Dentures can be fixed or removable. Their purpose is to reconstitute, strengthen or complete a tooth following a carious disease or fracture. Some dentures can replace a tooth.
A crown is a prosthetic piece that completely covers the living or devitalized tooth following a very important decay (decay or fracture) and that it does not comprise any more enough healthy natural dental structure to support a composite resin or an Inlay/Onlay (partial restoration in ceramic).
There are several types: metallic, ceramic-metallic and ceramic-ceramic. Their indications will depend on the location and the expected aesthetic result.

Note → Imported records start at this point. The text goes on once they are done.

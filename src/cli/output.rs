//! Output formatting for CLI results

use anyhow::{Context, Result};
use std::fmt::Write as _;

use crate::dispatch::{ModelCatalog, ModelOutcome};

#[derive(Debug, Clone, Copy, PartialEq, Eq)]
pub enum OutputFormat {
    /// JSON format (machine-readable)
    Json,
    /// Human-readable formatted text
    Human,
}

pub struct OutputFormatter {
    format: OutputFormat,
}

impl OutputFormatter {
    pub fn new(format: OutputFormat) -> Self {
        Self { format }
    }

    pub fn format_outcomes(&self, outcomes: &[ModelOutcome]) -> Result<String> {
        match self.format {
            OutputFormat::Json => {
                serde_json::to_string_pretty(outcomes).context("Failed to serialize outcomes")
            }
            OutputFormat::Human => Ok(self.format_outcomes_human(outcomes)),
        }
    }

    pub fn format_catalog(&self, catalog: &ModelCatalog) -> Result<String> {
        match self.format {
            OutputFormat::Json => serde_json::to_string_pretty(catalog.entries())
                .context("Failed to serialize model catalog"),
            OutputFormat::Human => {
                let mut out = String::new();
                for (i, descriptor) in catalog.entries().iter().enumerate() {
                    let _ = writeln!(
                        out,
                        "{}. {} ({})",
                        i + 1,
                        descriptor.name,
                        descriptor.category
                    );
                }
                Ok(out)
            }
        }
    }

    fn format_outcomes_human(&self, outcomes: &[ModelOutcome]) -> String {
        if outcomes.is_empty() {
            return "No model returned an answer.\n".to_string();
        }

        let mut out = String::new();
        for outcome in outcomes {
            let status = if outcome.succeeded { "ok" } else { "failed" };
            let _ = writeln!(
                out,
                "== {} [{}] {}",
                outcome.model, outcome.category, status
            );
            if let Some(response) = &outcome.response {
                let _ = writeln!(out, "{}", response.trim_end());
            }
            out.push('\n');
        }
        out
    }
}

The ceramic-metallic crown, as its name says, is composed of: a metal alloy (composing the inside of the crown) and a dental ceramic (on the outside). The alloy serves as a base (metallic skeleton) to support the ceramic that will cover it.
However, it will tend to look more opaque than normal teeth.
The ceramic-ceramic crown is a crown made entirely of ceramic, which gives it light transmission characteristics similar to natural teeth.
This type of crown will also have a better adaptation to the periodontium (gums).
Very often, a crown is made on a devitalized tooth. In some cases, an additional anchor called a post, pivot or inlay-core is added to the root of the tooth for better stability of the crown.
The crown will come on top of this anchor.
How is a crown placed?
Two sessions are required:
1/ Preparation of the tooth (or teeth) that will receive the crown: under local anesthesia, the tooth is prepared with a bur. Then, an impression of the tooth is taken, before closing the tooth with a temporary resin crown.
A dental technician will custom make the dental crown (based on the impression of the teeth, photos taken, and the shade of the patient’s teeth).
2/ Placement of the crown using a cement sealant. And finally the last adjustments of the occlusion so that the tooth is perfectly adapted to its neighbors during mastication.